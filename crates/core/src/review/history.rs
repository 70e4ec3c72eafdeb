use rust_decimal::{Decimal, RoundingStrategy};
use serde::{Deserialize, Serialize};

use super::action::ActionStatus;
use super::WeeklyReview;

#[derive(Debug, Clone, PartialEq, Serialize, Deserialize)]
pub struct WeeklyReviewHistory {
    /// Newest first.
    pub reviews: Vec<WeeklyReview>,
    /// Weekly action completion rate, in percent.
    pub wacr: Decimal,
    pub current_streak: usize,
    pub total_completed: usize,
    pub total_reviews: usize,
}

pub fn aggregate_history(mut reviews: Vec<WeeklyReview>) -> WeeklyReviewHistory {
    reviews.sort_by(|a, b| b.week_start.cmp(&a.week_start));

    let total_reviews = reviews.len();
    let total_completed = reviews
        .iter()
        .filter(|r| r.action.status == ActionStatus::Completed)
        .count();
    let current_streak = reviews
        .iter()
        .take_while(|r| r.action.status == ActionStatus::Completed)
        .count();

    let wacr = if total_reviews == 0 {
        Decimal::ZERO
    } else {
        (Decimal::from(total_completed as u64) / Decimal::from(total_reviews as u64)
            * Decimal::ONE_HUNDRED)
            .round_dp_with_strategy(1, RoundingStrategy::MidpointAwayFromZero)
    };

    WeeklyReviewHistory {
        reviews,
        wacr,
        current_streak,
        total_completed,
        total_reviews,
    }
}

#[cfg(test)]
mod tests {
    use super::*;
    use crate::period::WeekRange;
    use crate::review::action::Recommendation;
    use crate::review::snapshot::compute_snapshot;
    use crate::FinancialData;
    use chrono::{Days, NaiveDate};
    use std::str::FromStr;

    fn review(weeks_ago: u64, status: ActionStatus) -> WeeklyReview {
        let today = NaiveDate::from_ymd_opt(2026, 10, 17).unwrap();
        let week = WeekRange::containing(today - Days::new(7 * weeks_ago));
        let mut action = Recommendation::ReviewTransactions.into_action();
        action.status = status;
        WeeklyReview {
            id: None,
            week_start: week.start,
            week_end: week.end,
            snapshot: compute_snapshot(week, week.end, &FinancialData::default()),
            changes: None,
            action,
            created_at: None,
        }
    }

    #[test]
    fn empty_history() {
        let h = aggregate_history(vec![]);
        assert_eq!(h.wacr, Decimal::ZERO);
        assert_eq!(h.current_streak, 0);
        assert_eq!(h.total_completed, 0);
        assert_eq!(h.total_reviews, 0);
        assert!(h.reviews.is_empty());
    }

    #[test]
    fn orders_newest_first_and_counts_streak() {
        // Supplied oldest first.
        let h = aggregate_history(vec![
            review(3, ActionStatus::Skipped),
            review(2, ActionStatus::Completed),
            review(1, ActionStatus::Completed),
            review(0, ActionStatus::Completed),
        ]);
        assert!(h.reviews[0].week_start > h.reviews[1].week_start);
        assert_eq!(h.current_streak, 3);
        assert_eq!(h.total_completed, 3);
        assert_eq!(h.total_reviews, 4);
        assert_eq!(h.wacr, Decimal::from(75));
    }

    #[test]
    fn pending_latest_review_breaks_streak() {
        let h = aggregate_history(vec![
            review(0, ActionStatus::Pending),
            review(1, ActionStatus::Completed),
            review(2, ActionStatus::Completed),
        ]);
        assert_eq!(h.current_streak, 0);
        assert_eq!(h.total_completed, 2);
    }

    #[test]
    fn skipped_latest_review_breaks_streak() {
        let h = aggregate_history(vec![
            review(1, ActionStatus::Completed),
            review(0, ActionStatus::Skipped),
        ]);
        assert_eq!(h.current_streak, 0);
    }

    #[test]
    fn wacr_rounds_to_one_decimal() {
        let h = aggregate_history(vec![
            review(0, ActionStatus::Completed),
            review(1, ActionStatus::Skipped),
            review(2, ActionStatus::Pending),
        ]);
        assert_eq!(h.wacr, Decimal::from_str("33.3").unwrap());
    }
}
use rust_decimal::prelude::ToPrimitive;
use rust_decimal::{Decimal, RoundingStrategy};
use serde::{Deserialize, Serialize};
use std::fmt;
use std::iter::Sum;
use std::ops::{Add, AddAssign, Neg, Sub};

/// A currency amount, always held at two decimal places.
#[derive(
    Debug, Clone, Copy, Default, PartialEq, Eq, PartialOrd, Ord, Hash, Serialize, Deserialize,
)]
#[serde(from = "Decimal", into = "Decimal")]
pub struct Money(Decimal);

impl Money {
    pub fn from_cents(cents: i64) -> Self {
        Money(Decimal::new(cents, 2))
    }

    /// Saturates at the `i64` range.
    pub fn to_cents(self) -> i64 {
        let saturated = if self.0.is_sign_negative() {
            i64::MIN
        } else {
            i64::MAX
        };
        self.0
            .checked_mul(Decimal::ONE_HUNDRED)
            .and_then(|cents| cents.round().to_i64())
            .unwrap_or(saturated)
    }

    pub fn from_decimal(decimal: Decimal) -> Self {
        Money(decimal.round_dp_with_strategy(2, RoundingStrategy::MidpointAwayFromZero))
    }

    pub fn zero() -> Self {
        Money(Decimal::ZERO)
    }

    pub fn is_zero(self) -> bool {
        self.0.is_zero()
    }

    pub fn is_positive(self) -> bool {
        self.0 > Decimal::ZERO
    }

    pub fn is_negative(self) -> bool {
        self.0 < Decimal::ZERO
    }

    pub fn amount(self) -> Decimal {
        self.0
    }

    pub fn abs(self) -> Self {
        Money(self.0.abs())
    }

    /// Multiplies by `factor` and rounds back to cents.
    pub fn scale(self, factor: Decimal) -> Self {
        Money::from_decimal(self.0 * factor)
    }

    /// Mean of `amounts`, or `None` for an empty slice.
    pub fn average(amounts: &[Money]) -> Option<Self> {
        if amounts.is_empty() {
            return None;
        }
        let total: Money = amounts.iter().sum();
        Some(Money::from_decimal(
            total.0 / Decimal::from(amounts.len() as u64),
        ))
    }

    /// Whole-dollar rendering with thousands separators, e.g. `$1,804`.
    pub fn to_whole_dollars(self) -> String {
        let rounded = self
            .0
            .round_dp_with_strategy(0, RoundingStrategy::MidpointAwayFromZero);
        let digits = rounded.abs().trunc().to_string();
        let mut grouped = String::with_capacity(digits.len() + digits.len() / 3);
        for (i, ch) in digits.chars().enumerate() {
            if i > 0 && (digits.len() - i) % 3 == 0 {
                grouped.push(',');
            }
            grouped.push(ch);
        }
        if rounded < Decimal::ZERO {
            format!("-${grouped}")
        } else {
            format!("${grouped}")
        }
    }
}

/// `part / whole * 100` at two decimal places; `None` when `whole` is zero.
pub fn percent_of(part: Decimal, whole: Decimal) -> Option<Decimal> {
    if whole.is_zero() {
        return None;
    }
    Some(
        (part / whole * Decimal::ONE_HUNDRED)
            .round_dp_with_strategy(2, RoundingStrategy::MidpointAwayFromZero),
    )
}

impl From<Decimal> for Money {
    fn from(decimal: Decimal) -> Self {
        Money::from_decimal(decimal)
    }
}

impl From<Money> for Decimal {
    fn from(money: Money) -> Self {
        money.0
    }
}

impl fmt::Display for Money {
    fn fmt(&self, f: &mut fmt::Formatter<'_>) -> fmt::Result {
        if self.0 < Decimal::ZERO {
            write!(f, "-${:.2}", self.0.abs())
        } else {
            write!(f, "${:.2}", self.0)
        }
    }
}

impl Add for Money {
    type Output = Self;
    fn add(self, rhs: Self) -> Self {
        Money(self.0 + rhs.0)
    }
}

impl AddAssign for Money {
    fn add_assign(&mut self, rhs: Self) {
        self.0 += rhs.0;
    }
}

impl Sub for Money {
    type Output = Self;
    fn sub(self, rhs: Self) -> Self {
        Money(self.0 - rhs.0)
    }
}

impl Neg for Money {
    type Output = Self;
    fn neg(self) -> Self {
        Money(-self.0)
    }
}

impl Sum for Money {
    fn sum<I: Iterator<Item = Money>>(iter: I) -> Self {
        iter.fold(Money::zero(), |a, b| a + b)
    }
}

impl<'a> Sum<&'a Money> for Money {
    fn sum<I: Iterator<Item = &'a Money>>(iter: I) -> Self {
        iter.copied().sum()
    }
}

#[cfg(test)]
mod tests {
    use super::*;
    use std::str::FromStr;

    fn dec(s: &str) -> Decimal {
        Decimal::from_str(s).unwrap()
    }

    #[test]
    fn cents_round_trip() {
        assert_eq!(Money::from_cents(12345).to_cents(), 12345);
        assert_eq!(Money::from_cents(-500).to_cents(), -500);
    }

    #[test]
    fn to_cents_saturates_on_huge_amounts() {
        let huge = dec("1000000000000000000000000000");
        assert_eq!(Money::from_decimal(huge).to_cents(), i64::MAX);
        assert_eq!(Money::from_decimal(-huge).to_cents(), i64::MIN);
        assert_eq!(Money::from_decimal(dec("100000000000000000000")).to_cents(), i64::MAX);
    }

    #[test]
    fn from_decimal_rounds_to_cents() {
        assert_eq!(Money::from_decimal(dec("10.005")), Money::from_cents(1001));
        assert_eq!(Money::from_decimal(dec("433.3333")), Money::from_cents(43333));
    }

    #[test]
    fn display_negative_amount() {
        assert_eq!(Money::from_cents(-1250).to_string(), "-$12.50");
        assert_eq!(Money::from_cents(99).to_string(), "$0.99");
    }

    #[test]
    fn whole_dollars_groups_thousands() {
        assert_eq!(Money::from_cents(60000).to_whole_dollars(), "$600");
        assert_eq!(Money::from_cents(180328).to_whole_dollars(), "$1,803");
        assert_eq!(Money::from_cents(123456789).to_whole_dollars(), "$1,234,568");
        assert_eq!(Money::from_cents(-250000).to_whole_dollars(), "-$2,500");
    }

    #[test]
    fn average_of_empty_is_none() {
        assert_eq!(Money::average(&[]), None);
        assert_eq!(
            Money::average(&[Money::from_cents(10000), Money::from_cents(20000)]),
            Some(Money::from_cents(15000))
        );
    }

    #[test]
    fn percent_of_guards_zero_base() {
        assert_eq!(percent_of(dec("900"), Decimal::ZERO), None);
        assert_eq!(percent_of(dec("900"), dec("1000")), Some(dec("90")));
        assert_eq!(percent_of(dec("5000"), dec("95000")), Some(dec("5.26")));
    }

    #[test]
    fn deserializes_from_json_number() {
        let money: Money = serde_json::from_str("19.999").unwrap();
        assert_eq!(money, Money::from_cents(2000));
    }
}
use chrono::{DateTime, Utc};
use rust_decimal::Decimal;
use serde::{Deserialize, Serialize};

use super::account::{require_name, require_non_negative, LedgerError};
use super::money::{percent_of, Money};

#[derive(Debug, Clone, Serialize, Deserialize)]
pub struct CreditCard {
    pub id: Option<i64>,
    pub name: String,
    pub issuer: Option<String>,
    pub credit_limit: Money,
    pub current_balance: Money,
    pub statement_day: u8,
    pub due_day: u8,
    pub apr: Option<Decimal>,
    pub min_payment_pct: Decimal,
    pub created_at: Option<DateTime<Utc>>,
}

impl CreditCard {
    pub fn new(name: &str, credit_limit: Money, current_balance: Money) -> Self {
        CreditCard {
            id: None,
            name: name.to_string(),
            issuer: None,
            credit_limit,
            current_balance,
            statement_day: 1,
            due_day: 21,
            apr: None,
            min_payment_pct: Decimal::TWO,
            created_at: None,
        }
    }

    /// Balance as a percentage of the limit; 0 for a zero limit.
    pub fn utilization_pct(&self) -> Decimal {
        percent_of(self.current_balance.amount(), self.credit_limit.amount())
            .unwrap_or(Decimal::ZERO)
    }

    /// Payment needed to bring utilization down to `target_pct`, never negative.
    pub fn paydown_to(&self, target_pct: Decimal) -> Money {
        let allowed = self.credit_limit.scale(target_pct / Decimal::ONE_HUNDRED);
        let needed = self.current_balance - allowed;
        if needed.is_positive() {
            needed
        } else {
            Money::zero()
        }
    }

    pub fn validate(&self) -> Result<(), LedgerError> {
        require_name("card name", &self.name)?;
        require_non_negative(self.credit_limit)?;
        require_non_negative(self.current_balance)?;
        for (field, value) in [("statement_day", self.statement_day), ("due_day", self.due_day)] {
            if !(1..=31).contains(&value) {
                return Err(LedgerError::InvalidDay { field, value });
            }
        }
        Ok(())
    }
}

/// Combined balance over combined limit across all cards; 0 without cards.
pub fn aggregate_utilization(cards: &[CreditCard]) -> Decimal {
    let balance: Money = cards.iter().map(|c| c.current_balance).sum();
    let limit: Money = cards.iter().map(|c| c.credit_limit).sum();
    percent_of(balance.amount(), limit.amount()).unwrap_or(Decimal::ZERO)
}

◆ **Exercise prompt**
Considering only the data above, return the lines in which "snapshot" occurs.

◆ **Solution**
    use crate::review::snapshot::compute_snapshot;
            snapshot: compute_snapshot(week, week.end, &FinancialData::default()),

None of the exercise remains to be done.